Breaching the 30% test after you've already claimed relief can trigger a clawback of the tax relief you received. You'll need to report this to HMRC, and they'll recalculate your tax liability.

Can a trust be considered a 'connected person'?

Yes, if you or your 'associates' are beneficiaries of a trust that holds shares in the company, these shareholdings can be attributed to you for the purposes of the 30% test. The specific circumstances of the trust deed are crucial.

Does unpaid share capital count towards the 30% test?

Yes, the test considers the number of shares you own, regardless of whether you've fully paid for them. The key factor is the percentage of the total shares that those shares represent, not the amount you've invested so far.

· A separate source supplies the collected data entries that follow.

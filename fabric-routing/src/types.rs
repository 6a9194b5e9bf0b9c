// Copyright (c) 2023 Graphcore Ltd. All rights reserved.

//! Shared types.

use std::error::Error;
use std::fmt;
use std::str::FromStr;

use crate::fid::MAX_SUBDEVICES;

#[macro_export]
/// Build a [RoutingError] from a message that supports `to_string`
macro_rules! routing_error {
    ($msg:expr) => {
        Err($crate::types::RoutingError($msg.to_string()))
    };
}

/// The `RoutingError` is what should be returned in the case of an error
#[derive(Debug, PartialEq)]
pub struct RoutingError(pub String);

impl fmt::Display for RoutingError {
    fn fmt(&self, f: &mut fmt::Formatter) -> fmt::Result {
        write!(f, "Error: {}", self.0)
    }
}

impl Error for RoutingError {}

impl From<std::collections::TryReserveError> for RoutingError {
    fn from(e: std::collections::TryReserveError) -> Self {
        RoutingError(format!("allocation failed: {e}"))
    }
}

/// The RoutingResult is the return type for most routing functions
pub type RoutingResult = Result<(), RoutingError>;

/// Globally unique identifier reported by each subdevice.
pub type Guid = u64;

/// Fabric-wide dense identifier of a subdevice.
///
/// Derived from the device index and the subdevice index within the device,
/// so it never changes while the subdevice exists. It doubles as the
/// subdevice's address group.
#[derive(Copy, Clone, Debug, Default, Eq, Hash, Ord, PartialEq, PartialOrd)]
pub struct SubdeviceId(pub u32);

impl SubdeviceId {
    #[must_use]
    pub fn new(device_index: u16, sd_index: u8) -> Self {
        Self(u32::from(device_index) * MAX_SUBDEVICES as u32 + u32::from(sd_index))
    }

    #[must_use]
    pub fn device_index(&self) -> u16 {
        (self.0 / MAX_SUBDEVICES as u32) as u16
    }

    #[must_use]
    pub fn sd_index(&self) -> u8 {
        (self.0 % MAX_SUBDEVICES as u32) as u8
    }
}

impl fmt::Display for SubdeviceId {
    fn fmt(&self, f: &mut fmt::Formatter) -> fmt::Result {
        write!(f, "dev{}_sd{}", self.device_index(), self.sd_index())
    }
}

impl FromStr for SubdeviceId {
    type Err = RoutingError;

    /// Parse the `dev<D>_sd<S>` form produced by `Display`.
    fn from_str(s: &str) -> Result<Self, Self::Err> {
        let invalid = || RoutingError(format!("invalid subdevice name '{s}'"));
        let (device, sd) = s
            .strip_prefix("dev")
            .and_then(|rest| rest.split_once("_sd"))
            .ok_or_else(invalid)?;
        let device: u16 = device.parse().map_err(|_| invalid())?;
        let sd: u8 = sd.parse().map_err(|_| invalid())?;
        if usize::from(sd) >= MAX_SUBDEVICES {
            return Err(invalid());
        }
        Ok(Self::new(device, sd))
    }
}

/// A port on a specific subdevice.
#[derive(Copy, Clone, Debug, Eq, Hash, Ord, PartialEq, PartialOrd)]
pub struct PortRef {
    pub sd: SubdeviceId,
    pub lpn: u8,
}

impl fmt::Display for PortRef {
    fn fmt(&self, f: &mut fmt::Formatter) -> fmt::Result {
        write!(f, "{}:p{}", self.sd, self.lpn)
    }
}

/// Routing status of a subdevice.
///
/// A subdevice only leaves `Error` through an explicit reset.
#[derive(Copy, Clone, Debug, Default, Eq, PartialEq)]
pub enum RoutingStatus {
    #[default]
    Valid,
    Error,
}

impl fmt::Display for RoutingStatus {
    fn fmt(&self, f: &mut fmt::Formatter) -> fmt::Result {
        match self {
            RoutingStatus::Valid => write!(f, "valid"),
            RoutingStatus::Error => write!(f, "error"),
        }
    }
}
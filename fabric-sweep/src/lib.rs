// Copyright (c) 2024 Graphcore Ltd. All rights reserved.

//! Drive the fabric routing engine from the command line.
//!
//! The fabric is either generated (all-to-all between `devices` devices of
//! `subdevices` subdevices each) or loaded from a
//! [description](crate::description) file. Hardware accesses go to an
//! in-memory [model](crate::sim_transport::SimTransport) of the switches,
//! which can be told to fail writes to chosen subdevices to exercise
//! recovery.

pub mod app;
pub mod config;
pub mod description;
pub mod sim_transport;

If I gift shares to a charity, does that affect my 30% calculation?

Gifting shares does reduce your direct shareholding. However, if you retain control or influence over those shares (e.g., through a trustee position within the charity), HMRC might still consider them part of your effective shareholding for the 30% test. Seek specific advice.

Practical Tips

  • Before investing, meticulously map out all existing shareholdings, voting rights, and rights to assets among yourself and your 'associates'. Document everything clearly.
  • Consult with a tax advisor *before* making any investment, especially if your shareholding is close to the 30% threshold. They can perform a thorough assessment and advise on potential risks.
  • Maintain accurate records of all share transactions, agreements, and communications related to your investment. This will be crucial if HMRC ever investigates your claim.
  • Review your shareholding structure regularly, especially if the company issues new shares or if there are changes in your personal circumstances (e.g., marriage, divorce, or business partnerships).